Data supplied:
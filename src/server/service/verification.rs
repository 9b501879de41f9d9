//! Minecraft account verification.
//!
//! A player moves from unlinked to code-issued when the plugin issues a code, and
//! from code-issued to verified when the code is redeemed. Redeeming clears the
//! code, so every issued code succeeds at most once.

use sea_orm::DatabaseConnection;

use crate::server::{
    data::user::UserRepository,
    error::AppError,
    model::user::{IssueVerificationCodeParam, User},
};

/// Result of a verification attempt.
#[derive(Debug, Clone, PartialEq)]
pub enum VerifyOutcome {
    Verified(User),
    /// No pending code matches the UUID, including a code already redeemed.
    InvalidCode,
}

pub struct VerificationService<'a> {
    db: &'a DatabaseConnection,
}

impl<'a> VerificationService<'a> {
    pub fn new(db: &'a DatabaseConnection) -> Self {
        Self { db }
    }

    pub async fn verify(&self, minecraft_uuid: &str, code: &str) -> Result<VerifyOutcome, AppError> {
        let user_repo = UserRepository::new(self.db);

        let Some(user) = user_repo.find_by_uuid_and_code(minecraft_uuid, code).await? else {
            tracing::debug!("Rejected verification code for {}", minecraft_uuid);
            return Ok(VerifyOutcome::InvalidCode);
        };

        let user = user_repo.mark_verified(user.id, code.to_string()).await?;

        tracing::info!("Verified Minecraft account {}", minecraft_uuid);

        Ok(VerifyOutcome::Verified(user))
    }

    /// Issues a verification code, replacing any code still pending for the player.
    pub async fn issue_code(&self, param: IssueVerificationCodeParam) -> Result<User, AppError> {
        let user = UserRepository::new(self.db)
            .issue_verification_code(param)
            .await?;

        tracing::info!("Issued verification code for {}", user.display_name());

        Ok(user)
    }
}
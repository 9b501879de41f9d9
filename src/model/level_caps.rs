use chrono::{DateTime, Utc};
use serde::{Deserialize, Serialize};
use utoipa::ToSchema;

#[derive(Serialize, Deserialize, Debug, Clone, PartialEq, ToSchema)]
#[serde(rename_all = "camelCase")]
pub struct CustomMessagesDto {
    pub capture_failed: String,
    pub exp_blocked: String,
    pub item_blocked: String,
    pub trade_blocked: String,
}

#[derive(Serialize, Deserialize, Debug, Clone, Copy, PartialEq, Eq, ToSchema)]
#[serde(rename_all = "lowercase")]
pub enum EnforcementModeDto {
    Hard,
    Soft,
}

/// Server-wide level cap settings consumed by the Minecraft plugin.
#[derive(Serialize, Deserialize, Debug, Clone, PartialEq, ToSchema)]
#[serde(rename_all = "camelCase")]
pub struct GlobalLevelCapConfigDto {
    pub capture_cap_enabled: bool,
    pub ownership_cap_enabled: bool,
    pub default_capture_cap_formula: String,
    pub default_ownership_cap_formula: String,
    pub enforcement_mode: EnforcementModeDto,
    pub custom_messages: CustomMessagesDto,
}

#[derive(Serialize, Deserialize, Debug, Clone, ToSchema)]
pub struct LevelCapsConfigDto {
    pub success: bool,
    pub config: GlobalLevelCapConfigDto,
}

#[derive(Serialize, Deserialize, Debug, Clone, PartialEq, ToSchema)]
pub struct LevelCapsVersionDto {
    pub success: bool,
    pub version: String,
    pub timestamp: DateTime<Utc>,
}

#[derive(Serialize, Deserialize, Debug, Clone, PartialEq, ToSchema)]
pub struct LevelCapChangeDto {
    pub timestamp: DateTime<Utc>,
    pub admin: String,
    pub action: String,
    #[schema(value_type = Object)]
    pub before: serde_json::Value,
    #[schema(value_type = Object)]
    pub after: serde_json::Value,
    pub reason: String,
}

#[derive(Serialize, Deserialize, Debug, Clone, ToSchema)]
pub struct LevelCapsHistoryDto {
    pub success: bool,
    pub history: Vec<LevelCapChangeDto>,
}
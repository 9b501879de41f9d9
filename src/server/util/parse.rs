use crate::server::error::{internal::InternalError, AppError};

/// Parses a u64 value from String
///
/// # Arguments
/// - `value` - The String to attempt to parse into `u64`
///
/// # Returns
/// - `Ok(u64)` - Successfully parsed String to `u64`
/// - `Err(AppError::InternalErr(ParseStringId))` - Failed to parse
///   the string as a u64
pub fn parse_u64_from_string(value: String) -> Result<u64, AppError> {
    let result = value
        .parse::<u64>()
        .map_err(|e| InternalError::ParseStringId { value, source: e })?;

    Ok(result)
}

/// Returns the trimmed value when it is present and not blank.
///
/// Request bodies from the plugin send empty strings as often as they omit
/// fields, so both count as missing.
pub fn non_empty(value: Option<String>) -> Option<String> {
    value
        .map(|v| v.trim().to_string())
        .filter(|v| !v.is_empty())
}
use super::*;

/// Tests first access without a stored configuration.
///
/// Expected: the default configuration is created and `get` finds it afterwards
#[tokio::test]
async fn creates_default_when_missing() -> Result<(), AppError> {
    let test = TestBuilder::new()
        .with_level_caps_tables()
        .build()
        .await
        .unwrap();
    let db = test.db.as_ref().unwrap();

    let repo = LevelCapsRepository::new(db);
    assert!(repo.get().await?.is_none());

    let level_caps = repo.get_or_create_default().await?;

    assert_eq!(level_caps.global_config, GlobalLevelCapConfig::default());
    assert_eq!(level_caps.static_rules, serde_json::json!([]));
    assert!(repo.get().await?.is_some());

    Ok(())
}

/// Tests that an existing configuration is returned as stored.
///
/// Expected: stored configuration, not the default
#[tokio::test]
async fn returns_existing_configuration() -> Result<(), AppError> {
    let test = TestBuilder::new()
        .with_level_caps_tables()
        .build()
        .await
        .unwrap();
    let db = test.db.as_ref().unwrap();

    factory::create_level_caps(db).await?;

    let repo = LevelCapsRepository::new(db);
    let level_caps = repo.get_or_create_default().await?;

    assert_eq!(level_caps.global_config.custom_messages.exp_blocked, "exp blocked");

    Ok(())
}

/// Tests two first accesses racing on the insert.
///
/// Expected: both succeed and see the same single row
#[tokio::test]
async fn concurrent_first_access_creates_one_row() -> Result<(), AppError> {
    use sea_orm::{EntityTrait, PaginatorTrait};

    let test = TestBuilder::new()
        .with_level_caps_tables()
        .build()
        .await
        .unwrap();
    let db = test.db.as_ref().unwrap();

    let repo = LevelCapsRepository::new(db);
    let (first, second) = tokio::join!(repo.get_or_create_default(), repo.get_or_create_default());

    assert_eq!(first?.updated_at, second?.updated_at);
    assert_eq!(entity::prelude::LevelCaps::find().count(db).await?, 1);

    Ok(())
}

/// Tests that a second call does not overwrite what the first stored.
///
/// Expected: the stored configuration survives a repeated default insert
#[tokio::test]
async fn repeated_access_keeps_stored_row() -> Result<(), AppError> {
    let test = TestBuilder::new()
        .with_level_caps_tables()
        .build()
        .await
        .unwrap();
    let db = test.db.as_ref().unwrap();

    factory::create_level_caps(db).await?;

    let repo = LevelCapsRepository::new(db);
    repo.get_or_create_default().await?;
    let level_caps = repo.get_or_create_default().await?;

    assert_eq!(level_caps.global_config.custom_messages.exp_blocked, "exp blocked");

    Ok(())
}
//! JSON data transfer objects exchanged with the browser and the Minecraft plugin.

pub mod admin;
pub mod api;
pub mod lenient;
pub mod level_caps;
pub mod player;
pub mod shop;
pub mod user;
pub mod verification;
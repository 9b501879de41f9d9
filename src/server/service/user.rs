use sea_orm::DatabaseConnection;

use crate::server::{data::user::UserRepository, error::AppError, model::user::User};

pub struct UserService<'a> {
    db: &'a DatabaseConnection,
}

impl<'a> UserService<'a> {
    pub fn new(db: &'a DatabaseConnection) -> Self {
        Self { db }
    }

    /// Gets the users shown on the public starters page.
    pub async fn get_with_starter(&self) -> Result<Vec<User>, AppError> {
        let users = UserRepository::new(self.db).get_with_starter().await?;

        Ok(users)
    }
}
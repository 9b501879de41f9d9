use super::*;

/// Tests finding an existing user by Minecraft UUID.
///
/// Expected: Ok(Some(User)) with matching user data
#[tokio::test]
async fn finds_existing_user() -> Result<(), DbErr> {
    let test = TestBuilder::new()
        .with_table(entity::prelude::User)
        .build()
        .await
        .unwrap();
    let db = test.db.as_ref().unwrap();

    factory::user::UserFactory::new(db)
        .minecraft_uuid("abc")
        .minecraft_username("Steve")
        .balance(250)
        .build()
        .await?;

    let repo = UserRepository::new(db);
    let user = repo.find_by_minecraft_uuid("abc").await?;

    let user = user.unwrap();
    assert_eq!(user.minecraft_uuid.as_deref(), Some("abc"));
    assert_eq!(user.minecraft_username.as_deref(), Some("Steve"));
    assert_eq!(user.cobble_dollars_balance, 250);

    Ok(())
}

/// Tests querying for a UUID that has no user.
///
/// Expected: Ok(None)
#[tokio::test]
async fn returns_none_for_unknown_uuid() -> Result<(), DbErr> {
    let test = TestBuilder::new()
        .with_table(entity::prelude::User)
        .build()
        .await
        .unwrap();
    let db = test.db.as_ref().unwrap();

    factory::user::create_player(db, "abc").await?;

    let repo = UserRepository::new(db);
    let user = repo.find_by_minecraft_uuid("does-not-exist").await?;

    assert!(user.is_none());

    Ok(())
}
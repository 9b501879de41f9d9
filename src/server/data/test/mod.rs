mod level_caps;
mod shop_purchase;
mod user;
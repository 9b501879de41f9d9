use entity::prelude::*;
use sea_orm::{sea_query::TableCreateStatement, EntityTrait, Schema};

use crate::{context::TestContext, error::TestError};

/// Declares which portal tables a test needs before opening its in-memory store.
///
/// ```rust,ignore
/// let test = TestBuilder::new()
///     .with_table(User)
///     .with_table(ShopPurchase)
///     .build()
///     .await?;
/// ```
#[derive(Default)]
pub struct TestBuilder {
    tables: Vec<TableCreateStatement>,
}

impl TestBuilder {
    pub fn new() -> Self {
        Self::default()
    }

    /// Queues a `CREATE TABLE` derived from the entity definition.
    pub fn with_table<E: EntityTrait>(mut self, entity: E) -> Self {
        let schema = Schema::new(sea_orm::DbBackend::Sqlite);
        self.tables.push(schema.create_table_from_entity(entity));
        self
    }

    /// Level caps singleton plus its change log.
    pub fn with_level_caps_tables(self) -> Self {
        self.with_table(LevelCaps).with_table(LevelCapChange)
    }

    /// Every persisted table, for tests spanning collections such as the reset.
    pub fn with_all_tables(self) -> Self {
        self.with_table(User)
            .with_table(ShopPurchase)
            .with_level_caps_tables()
    }

    pub async fn build(self) -> Result<TestContext, TestError> {
        let mut context = TestContext::default();
        context.create_tables(self.tables).await?;
        Ok(context)
    }
}
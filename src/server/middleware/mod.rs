//! Request middleware: session wrappers and the authorization guard.

pub mod auth;
pub mod session;
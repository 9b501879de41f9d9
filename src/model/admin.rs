use serde::{Deserialize, Serialize};
use utoipa::ToSchema;

use crate::model::{lenient, user::UserDto};

#[derive(Serialize, Deserialize, Debug, Clone, Default, ToSchema)]
pub struct BanUserDto {
    #[serde(default, deserialize_with = "lenient::string")]
    pub uuid: Option<String>,
    #[serde(default, deserialize_with = "lenient::bool")]
    pub banned: Option<bool>,
    #[serde(default, deserialize_with = "lenient::string")]
    pub reason: Option<String>,
}

#[derive(Serialize, Deserialize, Debug, Clone, PartialEq, ToSchema)]
pub struct BanResultDto {
    pub success: bool,
    pub banned: bool,
}

#[derive(Serialize, Deserialize, Debug, Clone, Default, ToSchema)]
#[serde(rename_all = "camelCase")]
pub struct ResetStoreDto {
    #[serde(default, deserialize_with = "lenient::string")]
    pub confirm_token: Option<String>,
}

#[derive(Serialize, Deserialize, Debug, Clone, PartialEq, ToSchema)]
#[serde(rename_all = "camelCase")]
pub struct ResetResultDto {
    pub success: bool,
    pub message: String,
    pub deleted_count: u64,
}

#[derive(Serialize, Deserialize, Debug, Clone, Default, ToSchema)]
pub struct SeedActionDto {
    /// Either `seed` or `clear`.
    #[serde(default, deserialize_with = "lenient::string")]
    pub action: Option<String>,
}

#[derive(Serialize, Deserialize, Debug, Clone, ToSchema)]
pub struct SeedResultDto {
    pub success: bool,
    pub message: String,
    #[serde(skip_serializing_if = "Option::is_none")]
    pub users: Option<Vec<UserDto>>,
}
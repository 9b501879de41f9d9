//! Read-only player status projections polled by the Minecraft plugin.

use chrono::{DateTime, Utc};

use crate::{
    model::{
        player::{BanStatusDto, StarterStatusDto, VerificationStatusDto},
        shop::BalanceDto,
    },
    server::model::user::User,
};

const UNKNOWN_USERNAME: &str = "Unknown";

#[derive(Debug, Clone, PartialEq, Default)]
pub struct BanStatus {
    pub banned: bool,
    pub ban_reason: Option<String>,
    pub banned_at: Option<DateTime<Utc>>,
}

impl BanStatus {
    /// Unknown players are reported as not banned.
    pub fn from_user(user: Option<&User>) -> Self {
        match user {
            Some(user) => Self {
                banned: user.banned,
                ban_reason: user.ban_reason.clone(),
                banned_at: user.banned_at,
            },
            None => Self::default(),
        }
    }

    pub fn into_dto(self) -> BanStatusDto {
        BanStatusDto {
            banned: self.banned,
            ban_reason: self.ban_reason,
            banned_at: self.banned_at,
        }
    }
}

#[derive(Debug, Clone, PartialEq, Default)]
pub struct VerificationStatus {
    pub verified: bool,
    pub exists: bool,
    pub discord_linked: bool,
    pub banned: bool,
}

impl VerificationStatus {
    /// Unknown players are a clean slate: nothing exists, nothing is verified.
    pub fn from_user(user: Option<&User>) -> Self {
        match user {
            Some(user) => Self {
                verified: user.verified,
                exists: true,
                discord_linked: user.discord_id.is_some(),
                banned: user.banned,
            },
            None => Self::default(),
        }
    }

    pub fn into_dto(self) -> VerificationStatusDto {
        VerificationStatusDto {
            verified: self.verified,
            exists: self.exists,
            discord_linked: self.discord_linked,
            banned: self.banned,
        }
    }
}

/// Starter waiting to be delivered in game, if any.
#[derive(Debug, Clone, PartialEq)]
pub enum StarterStatus {
    Pending { pokemon_id: i32, is_shiny: bool },
    None,
}

impl StarterStatus {
    /// A starter is pending once rolled and until the plugin reports delivery.
    pub fn from_user(user: Option<&User>) -> Self {
        match user {
            Some(User {
                starter_id: Some(pokemon_id),
                starter_given: false,
                starter_is_shiny,
                ..
            }) => Self::Pending {
                pokemon_id: *pokemon_id,
                is_shiny: *starter_is_shiny,
            },
            _ => Self::None,
        }
    }

    pub fn into_dto(self) -> StarterStatusDto {
        match self {
            Self::Pending {
                pokemon_id,
                is_shiny,
            } => StarterStatusDto {
                pending: true,
                pokemon_id: Some(pokemon_id),
                is_shiny: Some(is_shiny),
            },
            Self::None => StarterStatusDto {
                pending: false,
                pokemon_id: None,
                is_shiny: None,
            },
        }
    }
}

#[derive(Debug, Clone, PartialEq)]
pub struct Balance {
    pub uuid: String,
    pub balance: i64,
    pub username: String,
}

impl Balance {
    pub fn from_user(uuid: String, user: &User) -> Self {
        Self {
            uuid,
            balance: user.cobble_dollars_balance,
            username: user
                .minecraft_username
                .clone()
                .unwrap_or_else(|| UNKNOWN_USERNAME.to_string()),
        }
    }

    pub fn into_dto(self) -> BalanceDto {
        BalanceDto {
            uuid: self.uuid,
            balance: self.balance,
            username: self.username,
        }
    }
}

Action item: Nothing but the lines from the top of the entries above through the line with "a code, and" should be set down, each exactly as written.

Response area:
filename src/server/service/verification.rs
repository 9b501879de41f9d9
//! Minecraft account verification.
//!
//! A player moves from unlinked to code-issued when the plugin issues a code, and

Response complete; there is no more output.